Nevertheless, Warden made a first wild strike at Baldwin with the hammer, which his opponent deflected. A second blow landed squarely, inflicting a deep wound on Baldwin’s skull. The bloodied Baldwin let out a roar and grappled for the hammer, ultimately seizing it from Warden. The theatre employee was dealt a terrific blow and immediately crumpled over and lay lifeless on the carpeted staircase. His skull, the Cincinnati Post revealed, was crushed like an eggshell.
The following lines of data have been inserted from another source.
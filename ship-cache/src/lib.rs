//! 0x.ship Cache - Keyed Query Cache
//!
//! Holds the client-side copy of server data, addressed by hierarchical
//! [`QueryKey`](ship_core::QueryKey)s. The synchronization controller
//! invalidates and evicts entries in response to pushed events; the
//! optimistic mutation controllers patch entries directly; everything else
//! only reads.

pub mod cache;
pub mod entry;
pub mod error;
pub mod fetcher;

pub use cache::{CacheChange, CacheConfig, CacheStats, QueryCache, QueryObserver};
pub use entry::{CacheEntry, EntryStatus};
pub use error::{CacheError, CacheResult, FetchError};
pub use fetcher::QueryFetcher;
Baldwin staggered backward and then out of the building, with the sound of his wife’s screams of horror in the night air. He immediately went to the police station where he gave himself up. He returned with the police to the scene shortly afterward, where Mrs. Baldwin, the Marshalls, and Anna Toker were arrested. Brooks Frazer, Baldwin’s saloon friend, was supposed to be arrested too. He cleverly asked the police if he could ride with his friend, giving the police the impression he would be easy to manage, but managed to slip away while their backs were turned.
The last two short articles published about the case mentioned that, two days after the murder, charges against Mollie Baldwin were dismissed and she was freed from jail.
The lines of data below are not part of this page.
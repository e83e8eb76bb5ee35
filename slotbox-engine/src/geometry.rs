//! Page-space geometry reported by the host for hit resolution.
//!
//! Coordinates are CSS pixels relative to the document, origin at top-left,
//! y growing downwards.

use serde::{Deserialize, Serialize};

#[derive(Debug, Clone, Copy, PartialEq, Default, Serialize, Deserialize)]
pub struct Point {
    pub x: f64,
    pub y: f64,
}

impl Point {
    pub const fn new(x: f64, y: f64) -> Self {
        Self { x, y }
    }
}

/// An element's bounding box.
#[derive(Debug, Clone, Copy, PartialEq, Default, Serialize, Deserialize)]
pub struct Rect {
    pub x: f64,
    pub y: f64,
    pub width: f64,
    pub height: f64,
}

impl Rect {
    pub const fn new(x: f64, y: f64, width: f64, height: f64) -> Self {
        Self {
            x,
            y,
            width,
            height,
        }
    }

    #[inline]
    pub fn top(&self) -> f64 {
        self.y
    }

    #[inline]
    pub fn bottom(&self) -> f64 {
        self.y + self.height
    }

    /// Vertical midpoint.
    #[inline]
    pub fn mid_y(&self) -> f64 {
        self.y + self.height / 2.0
    }
}

/// Layout of one slot at the time of a pointer event.
///
/// The host measures the slot region and each of its content elements and
/// passes the snapshot with the event; the engine never queries layout itself.
#[derive(Debug, Clone, PartialEq)]
pub struct SlotLayout {
    pub bounds: Rect,
    /// Content element bounds in visual order.
    pub items: Vec<(slotbox_types::ItemId, Rect)>,
    /// Page zoom factor applied to pointer coordinates (`1.0` = 100%).
    pub zoom: f64,
}

impl SlotLayout {
    pub fn new(bounds: Rect) -> Self {
        Self {
            bounds,
            items: Vec::new(),
            zoom: 1.0,
        }
    }

    #[must_use]
    pub fn with_item(mut self, id: slotbox_types::ItemId, rect: Rect) -> Self {
        self.items.push((id, rect));
        self
    }

    #[must_use]
    pub fn with_zoom(mut self, zoom: f64) -> Self {
        self.zoom = zoom;
        self
    }

    /// Zoom with non-positive or non-finite values treated as 100%.
    pub fn effective_zoom(&self) -> f64 {
        if self.zoom.is_finite() && self.zoom > 0.0 {
            self.zoom
        } else {
            1.0
        }
    }

    pub fn bounds_of(&self, id: slotbox_types::ItemId) -> Option<Rect> {
        self.items
            .iter()
            .find(|(item, _)| *item == id)
            .map(|(_, rect)| *rect)
    }
}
With his head tied up in bandages, John Baldwin, was in Police Court a few days later a charge of murder, and the prisoner said he killed Warden in self-defense. His case was continued to Mar 31 and bond was set at $2500.
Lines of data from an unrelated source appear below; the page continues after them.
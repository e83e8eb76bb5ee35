//! The content descriptor: the wire shape of one content block.
//!
//! Descriptors arrive from three places: the initial content fetch, drag
//! payloads of type [`CONTENT_TRANSFER_MIME`], and the editor's type chooser.
//! None of those sources is trusted to be well-formed, so decoding is lenient
//! per field and only rejects a payload that is not a JSON object at all.

use crate::ids::integer_from_json;
use crate::{BoxId, Error, Result};
use serde::{Deserialize, Deserializer, Serialize, Serializer};
use serde_json::{Map, Value};

/// Content type used when a descriptor names none.
pub const DEFAULT_CONTENT_TYPE: &str = "text";

/// Template used when a descriptor names none.
pub const DEFAULT_TEMPLATE: &str = "default/content.html.twig";

/// Drag payload type carrying a serialized [`ContentDescriptor`].
pub const CONTENT_TRANSFER_MIME: &str = "application/json";

/// One content block as exchanged with the editor and the server.
///
/// JSON form: `{"type": "text", "content": ..., "template": "...", "boxId": 3, "sortId": 1}`.
/// Fields the engine does not know about are kept in `extra` and written back
/// unchanged, so a load/save cycle never drops server-side attributes.
#[derive(Debug, Clone, Default, PartialEq)]
pub struct ContentDescriptor {
    pub content_type: Option<String>,
    pub content: Value,
    pub template: Option<String>,
    pub box_id: Option<BoxId>,
    pub sort_id: Option<u32>,
    pub extra: Map<String, Value>,
}

impl ContentDescriptor {
    /// Creates a descriptor of the given type with the given payload.
    pub fn new(content_type: impl Into<String>, content: impl Into<Value>) -> Self {
        Self {
            content_type: Some(content_type.into()),
            content: content.into(),
            ..Default::default()
        }
    }

    /// Creates a descriptor that only names a type (used for drops resolved
    /// through the content-type registry).
    pub fn of_type(content_type: impl Into<String>) -> Self {
        Self {
            content_type: Some(content_type.into()),
            ..Default::default()
        }
    }

    #[must_use]
    pub fn with_template(mut self, template: impl Into<String>) -> Self {
        self.template = Some(template.into());
        self
    }

    #[must_use]
    pub fn with_box_id(mut self, box_id: BoxId) -> Self {
        self.box_id = Some(box_id);
        self
    }

    #[must_use]
    pub fn with_sort_id(mut self, sort_id: u32) -> Self {
        self.sort_id = Some(sort_id);
        self
    }

    /// The content type, falling back to [`DEFAULT_CONTENT_TYPE`].
    pub fn type_or_default(&self) -> &str {
        self.content_type.as_deref().unwrap_or(DEFAULT_CONTENT_TYPE)
    }

    /// Decodes a descriptor from loosely typed JSON.
    ///
    /// Returns `None` only when `value` is not an object. Invalid fields are
    /// dropped individually: a non-string or blank `type`/`template`, a
    /// non-integer `boxId`, a `sortId` that is not a positive integer.
    pub fn from_value(value: &Value) -> Option<Self> {
        let object = value.as_object()?;
        let mut extra = object.clone();

        let content_type = extra.remove("type").and_then(non_blank_string);
        let template = extra.remove("template").and_then(non_blank_string);
        let content = extra.remove("content").unwrap_or(Value::Null);
        let box_id = extra.remove("boxId").as_ref().and_then(BoxId::from_json);
        let sort_id = extra
            .remove("sortId")
            .as_ref()
            .and_then(integer_from_json)
            .filter(|n| *n >= 1)
            .and_then(|n| u32::try_from(n).ok());

        Some(Self {
            content_type,
            content,
            template,
            box_id,
            sort_id,
            extra,
        })
    }

    /// Parses a descriptor from a JSON string (e.g. a drag payload).
    pub fn from_json_str(raw: &str) -> Result<Self> {
        let value: Value = serde_json::from_str(raw)?;
        Self::from_value(&value)
            .ok_or_else(|| Error::InvalidDescriptor("expected a JSON object".into()))
    }

    /// Encodes the descriptor back into its JSON object form.
    pub fn to_value(&self) -> Value {
        let mut object = self.extra.clone();
        if let Some(content_type) = &self.content_type {
            object.insert("type".into(), Value::String(content_type.clone()));
        }
        object.insert("content".into(), self.content.clone());
        if let Some(template) = &self.template {
            object.insert("template".into(), Value::String(template.clone()));
        }
        if let Some(box_id) = self.box_id {
            object.insert("boxId".into(), Value::from(box_id.get()));
        }
        if let Some(sort_id) = self.sort_id {
            object.insert("sortId".into(), Value::from(sort_id));
        }
        Value::Object(object)
    }
}

fn non_blank_string(value: Value) -> Option<String> {
    match value {
        Value::String(s) if !s.trim().is_empty() => Some(s),
        _ => None,
    }
}

impl Serialize for ContentDescriptor {
    fn serialize<S: Serializer>(&self, serializer: S) -> std::result::Result<S::Ok, S::Error> {
        self.to_value().serialize(serializer)
    }
}

impl<'de> Deserialize<'de> for ContentDescriptor {
    fn deserialize<D: Deserializer<'de>>(deserializer: D) -> std::result::Result<Self, D::Error> {
        let value = Value::deserialize(deserializer)?;
        Self::from_value(&value)
            .ok_or_else(|| serde::de::Error::custom("content descriptor must be a JSON object"))
    }
}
One sad little footnote to the story was that Warden had a brother who was in the hospital suffering from heart lesions and his health was so frail that they were afraid to tell him of his brother’s murder. There was some concern he would ask for Edward, who came to see him daily, and a question of whether they should wait until the day of the funeral to inform him of his brother’s passing.
Unfortunately, like so many stories from this era, the newspapers quickly moved on without providing any resolution to any of our questions. I couldn’t learn anything else about the case in the newspaper archives. I briefly visited the Ancestry database but Baldwin and Casey (Mollie’s maiden name) were common. I didn’t find a prison or a divorce record. That’s not to say those records don’t exist, but I didn’t see them.
My guess is Baldwin managed to beat the charge with his claim of self-defense. If there had been a trial, especially a sensational one, the newspapers would have been all over it. But who knows?